impl ChatManager {
    /// Create a new chat manager
    #[must_use]
    pub const fn new(pool: SqlitePool) -> Self {
        Self { pool }
    }

    // ========================================================================
    // Conversation Operations
    // ========================================================================

    /// Create a new conversation
    ///
    /// # Errors
    ///
    /// Returns an error if the database operation fails
    pub async fn create_conversation(
        &self,
        user_id: &str,
        title: Option<&str>,
        system_prompt: Option<&str>,
        thinking_intensity: Option<ThinkingIntensity>,
    ) -> AppResult<ConversationRecord> {
        let id = Uuid::new_v4().to_string();
        let now = chrono::Utc::now().to_rfc3339();
        let intensity = thinking_intensity.unwrap_or_default().as_str();

        sqlx::query(
            r"
            INSERT INTO chat_conversations (id, user_id, title, system_prompt, thinking_intensity, created_at, updated_at)
            VALUES ($1, $2, $3, $4, $5, $6, $6)
            ",
        )
        .bind(&id)
        .bind(user_id)
        .bind(title)
        .bind(system_prompt)
        .bind(intensity)
        .bind(&now)
        .execute(&self.pool)
        .await
        .map_err(|e| AppError::database(format!("Failed to create conversation: {e}")))?;

        Ok(ConversationRecord {
            id,
            user_id: user_id.to_owned(),
            title: title.map(ToOwned::to_owned),
            system_prompt: system_prompt.map(ToOwned::to_owned),
            thinking_intensity: intensity.to_owned(),
            created_at: now.clone(),
            updated_at: now,
        })
    }

    /// Get a conversation by ID, scoped to its owner
    ///
    /// # Errors
    ///
    /// Returns an error if the database operation fails
    pub async fn get_conversation(
        &self,
        conversation_id: &str,
        user_id: &str,
    ) -> AppResult<Option<ConversationRecord>> {
        let row = sqlx::query(
            r"
            SELECT id, user_id, title, system_prompt, thinking_intensity, created_at, updated_at
            FROM chat_conversations
            WHERE id = $1 AND user_id = $2
            ",
        )
        .bind(conversation_id)
        .bind(user_id)
        .fetch_optional(&self.pool)
        .await
        .map_err(|e| AppError::database(format!("Failed to get conversation: {e}")))?;

        Ok(row.map(|r| Self::conversation_from_row(&r)))
    }

    /// Get the most recently updated conversation for a user
    ///
    /// # Errors
    ///
    /// Returns an error if the database operation fails
    pub async fn latest_conversation(&self, user_id: &str) -> AppResult<Option<ConversationRecord>> {
        let row = sqlx::query(
            r"
            SELECT id, user_id, title, system_prompt, thinking_intensity, created_at, updated_at
            FROM chat_conversations
            WHERE user_id = $1
            ORDER BY updated_at DESC
            LIMIT 1
            ",
        )
        .bind(user_id)
        .fetch_optional(&self.pool)
        .await
        .map_err(|e| AppError::database(format!("Failed to get latest conversation: {e}")))?;

        Ok(row.map(|r| Self::conversation_from_row(&r)))
    }

    /// List a user's conversations with message counts, most recent first
    ///
    /// # Errors
    ///
    /// Returns an error if the database operation fails
    pub async fn list_conversations(&self, user_id: &str) -> AppResult<Vec<ConversationSummary>> {
        let rows = sqlx::query(
            r"
            SELECT c.id, c.title, c.thinking_intensity, c.created_at, c.updated_at,
                   COUNT(m.id) AS message_count
            FROM chat_conversations c
            LEFT JOIN chat_messages m ON m.conversation_id = c.id
            WHERE c.user_id = $1
            GROUP BY c.id
            ORDER BY c.updated_at DESC
            ",
        )
        .bind(user_id)
        .fetch_all(&self.pool)
        .await
        .map_err(|e| AppError::database(format!("Failed to list conversations: {e}")))?;

        let summaries = rows
            .into_iter()
            .map(|r| ConversationSummary {
                id: r.get("id"),
                title: r.get("title"),
                thinking_intensity: r.get("thinking_intensity"),
                message_count: r.get("message_count"),
                created_at: r.get("created_at"),
                updated_at: r.get("updated_at"),
            })
            .collect();

        Ok(summaries)
    }

    /// Update conversation fields, leaving omitted ones untouched
    ///
    /// Returns false when the conversation does not exist or belongs to
    /// another user.
    ///
    /// # Errors
    ///
    /// Returns an error if the database operation fails
    pub async fn update_conversation(
        &self,
        conversation_id: &str,
        user_id: &str,
        title: Option<&str>,
        system_prompt: Option<&str>,
        thinking_intensity: Option<ThinkingIntensity>,
    ) -> AppResult<bool> {
        let now = chrono::Utc::now().to_rfc3339();

        let result = sqlx::query(
            r"
            UPDATE chat_conversations
            SET title = COALESCE($1, title),
                system_prompt = COALESCE($2, system_prompt),
                thinking_intensity = COALESCE($3, thinking_intensity),
                updated_at = $4
            WHERE id = $5 AND user_id = $6
            ",
        )
        .bind(title)
        .bind(system_prompt)
        .bind(thinking_intensity.map(|t| t.as_str()))
        .bind(&now)
        .bind(conversation_id)
        .bind(user_id)
        .execute(&self.pool)
        .await
        .map_err(|e| AppError::database(format!("Failed to update conversation: {e}")))?;

        Ok(result.rows_affected() > 0)
    }

    /// Overwrite a conversation title without touching updated_at
    ///
    /// Used by the background title task; a title landing late should not
    /// reorder the conversation list.
    ///
    /// # Errors
    ///
    /// Returns an error if the database operation fails
    pub async fn set_title(&self, conversation_id: &str, title: &str) -> AppResult<()> {
        sqlx::query(
            r"
            UPDATE chat_conversations
            SET title = $1
            WHERE id = $2
            ",
        )
        .bind(title)
        .bind(conversation_id)
        .execute(&self.pool)
        .await
        .map_err(|e| AppError::database(format!("Failed to set conversation title: {e}")))?;

        Ok(())
    }

    /// Delete a conversation and all its messages (cascade)
    ///
    /// # Errors
    ///
    /// Returns an error if the database operation fails
    pub async fn delete_conversation(
        &self,
        conversation_id: &str,
        user_id: &str,
    ) -> AppResult<bool> {
        let result = sqlx::query(
            r"
            DELETE FROM chat_conversations
            WHERE id = $1 AND user_id = $2
            ",
        )
        .bind(conversation_id)
        .bind(user_id)
        .execute(&self.pool)
        .await
        .map_err(|e| AppError::database(format!("Failed to delete conversation: {e}")))?;

        Ok(result.rows_affected() > 0)
    }

    /// Delete all conversations for a user, returning how many were removed
    ///
    /// # Errors
    ///
    /// Returns an error if the database operation fails
    pub async fn delete_all_conversations(&self, user_id: &str) -> AppResult<i64> {
        let result = sqlx::query(
            r"
            DELETE FROM chat_conversations
            WHERE user_id = $1
            ",
        )
        .bind(user_id)
        .execute(&self.pool)
        .await
        .map_err(|e| AppError::database(format!("Failed to delete conversations: {e}")))?;

        #[allow(clippy::cast_possible_wrap)]
        Ok(result.rows_affected() as i64)
    }

    // ========================================================================
    // Message Operations
    // ========================================================================

    /// Append a message to a conversation
    ///
    /// The sequence number is assigned inside the INSERT so concurrent
    /// appends to the same conversation can never collide or reorder; the
    /// conversation's `updated_at` is bumped in the same call.
    ///
    /// # Errors
    ///
    /// Returns an error if the database operation fails
    pub async fn add_message(
        &self,
        conversation_id: &str,
        role: MessageRole,
        content: &str,
    ) -> AppResult<MessageRecord> {
        let id = Uuid::new_v4().to_string();
        let now = chrono::Utc::now().to_rfc3339();
        let role_str = role.as_str();

        let row = sqlx::query(
            r"
            INSERT INTO chat_messages (id, conversation_id, seq, role, content, created_at)
            VALUES (
                $1, $2,
                (SELECT COALESCE(MAX(seq), 0) + 1 FROM chat_messages WHERE conversation_id = $2),
                $3, $4, $5
            )
            RETURNING seq
            ",
        )
        .bind(&id)
        .bind(conversation_id)
        .bind(role_str)
        .bind(content)
        .bind(&now)
        .fetch_one(&self.pool)
        .await
        .map_err(|e| AppError::database(format!("Failed to add message: {e}")))?;

        let seq: i64 = row.get("seq");

        sqlx::query(
            r"
            UPDATE chat_conversations
            SET updated_at = $1
            WHERE id = $2
            ",
        )
        .bind(&now)
        .bind(conversation_id)
        .execute(&self.pool)
        .await
        .map_err(|e| AppError::database(format!("Failed to update conversation timestamp: {e}")))?;

        Ok(MessageRecord {
            id,
            conversation_id: conversation_id.to_owned(),
            seq,
            role: role_str.to_owned(),
            content: content.to_owned(),
            created_at: now,
        })
    }

    /// Get all messages for a conversation in sequence order
    ///
    /// # Errors
    ///
    /// Returns an error if the database operation fails
    pub async fn get_messages(&self, conversation_id: &str) -> AppResult<Vec<MessageRecord>> {
        let rows = sqlx::query(
            r"
            SELECT id, conversation_id, seq, role, content, created_at
            FROM chat_messages
            WHERE conversation_id = $1
            ORDER BY seq ASC
            ",
        )
        .bind(conversation_id)
        .fetch_all(&self.pool)
        .await
        .map_err(|e| AppError::database(format!("Failed to get messages: {e}")))?;

        let messages = rows
            .into_iter()
            .map(|r| MessageRecord {
                id: r.get("id"),
                conversation_id: r.get("conversation_id"),
                seq: r.get("seq"),
                role: r.get("role"),
                content: r.get("content"),
                created_at: r.get("created_at"),
            })
            .collect();

        Ok(messages)
    }

    fn conversation_from_row(r: &sqlx::sqlite::SqliteRow) -> ConversationRecord {
        ConversationRecord {
            id: r.get("id"),
            user_id: r.get("user_id"),
            title: r.get("title"),
            system_prompt: r.get("system_prompt"),
            thinking_intensity: r.get("thinking_intensity"),
            created_at: r.get("created_at"),
            updated_at: r.get("updated_at"),
        }
    }
}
☆ ☆ ☆ ☆ ☆
--- REQUIREMENT ---
The response should hold exactly the lines starting at the line with "Ok(result.rows_affected() as i64)" and ending at the line with "let role_str = role.as_str();", and no other line of the material above.

--- SOLUTION FOR THIS EXERCISE ---
        Ok(result.rows_affected() as i64)
    }

    // ========================================================================
    // Message Operations
    // ========================================================================

    /// Append a message to a conversation
    ///
    /// The sequence number is assigned inside the INSERT so concurrent
    /// appends to the same conversation can never collide or reorder; the
    /// conversation's `updated_at` is bumped in the same call.
    ///
    /// # Errors
    ///
    /// Returns an error if the database operation fails
    pub async fn add_message(
        &self,
        conversation_id: &str,
        role: MessageRole,
        content: &str,
    ) -> AppResult<MessageRecord> {
        let id = Uuid::new_v4().to_string();
        let now = chrono::Utc::now().to_rfc3339();
        let role_str = role.as_str();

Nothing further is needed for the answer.